Is Sitting the New Smoking?

Sitting

I’ve got your attention now, don’t I?  We all know that smoking is terrible for us. Studies show direct connections with cancer and early death, and for obvious reasons.  So why in the world would I dare ask if sitting is the new smoking?  Surely sitting seems like a plate of veggies in terms of health when compared with smoking!

Truth is, sitting is just as bad for you as smoking.  In fact, it might actually be worse.

In this day and age there are so many people that pride themselves over their big time office job, where they make the big bucks by working long hours and being fully dedicated to their work.  Your dedication of being chained to your desk could come something major like a promotion…or diabetes, obesity, a slew of health problems, or even death.

Awhile back, this article from the LA Times came up in conversation on a Periscope broadcast of my online friend, Margo (writer of Nacho Mama’s Blog) and it really got me thinking.  The whole “sitting is killing us all” topic also came up a year or so ago when I led Weight Watchers meetings, so this is clearly a “thing.”  I decided to research further.

It turns out that googling “The effects of sitting on the body” has a ton of results, all preaching pretty much the same message. The Washington Post had an article titled “The Health Hazards of Sitting,” complete with a diagram and descriptions of what sitting does to your body.  Here are a few highlights:

  • Foggy brain from disrupted blood flow
  • bad/weak neck and back
  • poor leg circulation
  • Tight hips, mushy abs (yes, they actually use the word “mushy”)
  • Organ damage including heart disease, an overactive pancreas (hello diabetes), and colon cancer.

This just touched the surface, and it sounds pretty terrible, doesn’t it? I also found an infographic that illustrates more effects of sitting.  A few highlights from that:

  • People who watch more than 3 hours of TV/day are 64% more likely to die of heart disease.  64%!!!!
  • As soon as you sit down, activity in the legs stop (obviously), and you drop down to burning a whopping 1 calorie per minute.  Your fat burning enzymes also decrease by 90%.

So why is this being brought to our attention now? Because now, with 60+ hour work weeks at a desk, binge watching on Netflix, increased obesity rates, and sitting being at an all time high, it’s actually becoming a legitimate problem.  The human body was built to move.  When hunted, gathered, walked, worked on farms and did hands on labor that kept us moving all day, obesity was much less of an issue.  Now, there is a huge percentage of us (and I am totally including myself in this) that simply do not get up and moving nearly as much as we should, and our health will be paying for it.

Remember the scary statistic that every cigarette you smoke costs you 11 minutes of your life?  Well, according to a study mentioned in the LA Times article, one hour of seated tv watching can cost you 22 minutes.  That’s TWICE as much as that cigarette.  **By the way, this is in NO way me trying to tell you to take up smoking.  That is still incredibly bad for you.**

Here’s another fact, for those of us who pride ourselves on having a regular workout regimen: If you go and bust your butt at the gym every day before work, but then go into the office (or retire to the couch for a hot date with your favorite tv show) and sit for hours on end, it’s basically like that workout never happened.  Yeah, you heard me.  Bye bye 45 minute elliptical session..

So, what can we do to solve this problem?

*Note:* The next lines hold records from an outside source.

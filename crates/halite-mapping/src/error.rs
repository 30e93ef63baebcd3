//! Error types for transition mapping.

use halite_core::Fractional3D;
use std::fmt;

/// Errors raised while mapping transitions onto a lattice.
#[derive(Debug, Clone, PartialEq)]
pub enum MappingError {
    /// A kinetic transition path holds fewer than two positions.
    ShortTransitionPath {
        /// Number of positions supplied.
        found: usize,
    },
    /// A position required by a mapping is not on the encoded lattice.
    ///
    /// The transition geometry and the encoder describe different crystals;
    /// the whole build attempt is unusable.
    LatticeMismatch {
        /// The position that failed to encode or decode.
        position: Fractional3D,
    },
    /// A Metropolis transition names a sublattice index with no entry in
    /// the supplied position sets.
    PositionIndexOutOfBounds {
        /// The index named by the transition.
        index: usize,
        /// Number of position sets supplied.
        available: usize,
    },
    /// A Metropolis position set is empty, so no mapping can exist.
    EmptyPositionSet {
        /// The sublattice index whose set is empty.
        position_index: usize,
    },
    /// An intermediate-position filter was given a map whose step count
    /// does not match the mappings.
    IntermediateMapLengthMismatch {
        /// Steps in each mapping.
        expected: usize,
        /// Entries in the supplied map.
        found: usize,
    },
}

impl fmt::Display for MappingError {
    fn fmt(&self, f: &mut fmt::Formatter<'_>) -> fmt::Result {
        match self {
            Self::ShortTransitionPath { found } => {
                write!(f, "a kinetic transition needs at least 2 positions, got {found}")
            }
            Self::LatticeMismatch { position } => {
                write!(f, "position {position} is not on the encoded lattice")
            }
            Self::PositionIndexOutOfBounds { index, available } => {
                write!(
                    f,
                    "transition references position set {index}, only {available} supplied"
                )
            }
            Self::EmptyPositionSet { position_index } => {
                write!(f, "position set {position_index} is empty")
            }
            Self::IntermediateMapLengthMismatch { expected, found } => {
                write!(
                    f,
                    "intermediate map covers {found} steps, mappings have {expected}"
                )
            }
        }
    }
}

impl std::error::Error for MappingError {}
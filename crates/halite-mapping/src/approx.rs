//! Search-based kinetic transition mapping.
//!
//! When no space-group table is available, candidate mappings are found by
//! chain search: walk the lattice reproducing the reference path's step
//! lengths and site contents, then keep the chains whose moment invariants
//! match the reference geometry. Moment equality is necessary but not
//! sufficient, so rare moment-equal impostor geometries pass the filter;
//! exact model building goes through the space-group mapper instead.

use crate::error::MappingError;
use crate::mapping::{KineticMapping, PathKey};
use crate::transition::KineticTransition;
use halite_core::Fractional3D;
use halite_encode::{LatticeVector4D, PositionList};
use halite_search::{LatticePoint, PositionChainSampler, SiteLookup};
use halite_symmetry::{CartesianMassPoint, SymmetryIndicator};
use indexmap::IndexSet;
use smallvec::SmallVec;

/// Maps kinetic transitions by radial chain search and moment filtering.
pub struct ApproxKineticTransitionMapper<'a, L: SiteLookup> {
    lookup: &'a L,
}

impl<'a, L> ApproxKineticTransitionMapper<'a, L>
where
    L: SiteLookup,
    L::Content: PartialEq,
{
    /// Build a mapper over a site lookup.
    pub fn new(lookup: &'a L) -> Self {
        Self { lookup }
    }

    /// All mappings of one transition reachable from the given start
    /// points.
    ///
    /// Candidate chains must reproduce the reference step lengths and the
    /// reference site contents step by step. Duplicate chains (including
    /// reverse traversals of an already-found chain) are dropped in first-
    /// found order, then the moment filter removes chains whose geometry
    /// differs from the reference. `mass_of` assigns the comparison weight
    /// of a site content.
    pub fn quick_map(
        &self,
        transition: &KineticTransition,
        start_points: &[Fractional3D],
        mass_of: impl Fn(&L::Content) -> f64,
    ) -> Result<Vec<KineticMapping>, MappingError> {
        if transition.path.len() < 2 {
            return Err(MappingError::ShortTransitionPath {
                found: transition.path.len(),
            });
        }
        let encoder = self.lookup.encoder();
        let comparer = *encoder.positions().comparer();

        let reference_contents = self.contents_of(&transition.path)?;
        let reference_indicator =
            self.indicator_of(&transition.path, &reference_contents, &mass_of);

        // Starts that sit on the wrong sublattice content cannot anchor the
        // reference path; validating them here also keeps off-lattice input
        // an error instead of a panic inside the sampler.
        let mut anchors = Vec::with_capacity(start_points.len());
        for start in start_points {
            let encoded = encoder
                .try_encode(start)
                .ok_or(MappingError::LatticeMismatch { position: *start })?;
            if self.lookup.content_at(encoded.p as usize) == reference_contents[0] {
                anchors.push(*start);
            }
        }

        // The sampler only rejects references that are too short or carry a
        // non-finite step length; both were ruled out above (length check and
        // per-position encoding).
        let chains = PositionChainSampler::multi_point_search(
            self.lookup,
            &anchors,
            &transition.path,
            |step, point: &LatticePoint<L::Content>| {
                point.content == reference_contents[step + 1]
            },
        )
        .expect("transition path was validated before the chain search");

        let mut seen: IndexSet<PathKey> = IndexSet::with_capacity(chains.len());
        let mut mappings = Vec::new();
        for chain in chains {
            let fractional: SmallVec<[Fractional3D; 4]> =
                chain.iter().map(|point| point.fractional).collect();
            if !seen.insert(PathKey::of(&fractional)) {
                continue;
            }
            let points: Vec<CartesianMassPoint> = chain
                .iter()
                .map(|point| {
                    CartesianMassPoint::new(
                        mass_of(&point.content),
                        encoder
                            .transformer()
                            .fractional_to_cartesian(&point.fractional),
                    )
                })
                .collect();
            if !SymmetryIndicator::of(&points).equivalent(&reference_indicator, &comparer) {
                continue;
            }
            let mut encoded_path: SmallVec<[LatticeVector4D; 4]> =
                SmallVec::with_capacity(fractional.len());
            for position in &fractional {
                let encoded = encoder
                    .try_encode(position)
                    .ok_or(MappingError::LatticeMismatch {
                        position: *position,
                    })?;
                encoded_path.push(encoded);
            }
            mappings.push(KineticMapping {
                transition_index: transition.index,
                encoded_path,
                fractional_path: fractional,
            });
        }
        Ok(mappings)
    }

    /// Keep only mappings whose step midpoints land on allowed transition
    /// states.
    ///
    /// `position_map` supplies one allowed [`PositionList`] per step; a
    /// mapping survives when every step's midpoint, folded into the origin
    /// cell, is contained in that step's list.
    pub fn filter_by_intermediate_positions(
        &self,
        mappings: Vec<KineticMapping>,
        position_map: &[PositionList],
    ) -> Result<Vec<KineticMapping>, MappingError> {
        let encoder = self.lookup.encoder();
        let comparer = *encoder.positions().comparer();
        let mut kept = Vec::with_capacity(mappings.len());
        for mapping in mappings {
            if mapping.step_count() != position_map.len() {
                return Err(MappingError::IntermediateMapLengthMismatch {
                    expected: mapping.step_count(),
                    found: position_map.len(),
                });
            }
            let mut allowed = true;
            for (step, pair) in mapping.encoded_path.windows(2).enumerate() {
                let from = self.decode(&mapping, &pair[0])?;
                let to = self.decode(&mapping, &pair[1])?;
                let midpoint = from.midpoint(&to).trim_to_unit_cell(&comparer);
                if position_map[step].index_of(&midpoint).is_none() {
                    allowed = false;
                    break;
                }
            }
            if allowed {
                kept.push(mapping);
            }
        }
        Ok(kept)
    }

    fn decode(
        &self,
        mapping: &KineticMapping,
        address: &LatticeVector4D,
    ) -> Result<Fractional3D, MappingError> {
        self.lookup.encoder().try_decode(address).ok_or_else(|| {
            MappingError::LatticeMismatch {
                position: mapping.fractional_path[0],
            }
        })
    }

    fn contents_of(&self, path: &[Fractional3D]) -> Result<Vec<L::Content>, MappingError> {
        let encoder = self.lookup.encoder();
        path.iter()
            .map(|position| {
                encoder
                    .try_encode(position)
                    .map(|encoded| self.lookup.content_at(encoded.p as usize))
                    .ok_or(MappingError::LatticeMismatch {
                        position: *position,
                    })
            })
            .collect()
    }

    fn indicator_of(
        &self,
        path: &[Fractional3D],
        contents: &[L::Content],
        mass_of: &impl Fn(&L::Content) -> f64,
    ) -> SymmetryIndicator {
        let transformer = self.lookup.encoder().transformer();
        let points: Vec<CartesianMassPoint> = path
            .iter()
            .zip(contents)
            .map(|(position, content)| {
                CartesianMassPoint::new(
                    mass_of(content),
                    transformer.fractional_to_cartesian(position),
                )
            })
            .collect();
        SymmetryIndicator::of(&points)
    }
}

As with everything, there needs to be balance.  Trying to stand all the time could result in a slew of other body related problems, so lets not take it to quite that extreme. There are, however, a handful of things you can do to help yourself out of the sitting health trap.  All of them, of course, involve standing more.  Here are a few ways you can do that:

  • Set an alarm every hour-90 minutes and get up to take a 5-10 minute walk, even if it’s just around the office
  • Those who are more ambitious and are in an office setting can consider a standing desk or even a treadmill desk.
  • Don’t fast forward through commercials.  Instead, get up and walk in place, or go up and down the stairs a few times.
  • Go for a walk after dinner
  • Before you start shopping, take a walking lap around the mall.
  • Instead of a lunch date, consider a walking date with a friend or your spouse.
  • Take a minute or two every hour to stretch out and move your arms and legs around, even if you can’t get up.
  • Use a balance ball chair in place of your office chair. At the very least, this engages muscles while you sit that wouldn’t engage in a regular chair.

Basically, the answer is to move more, both in quantity and especially in frequency.

What are your thoughts about the dangers of sitting? I know this is a hot topic in health right now, and I want your opinions.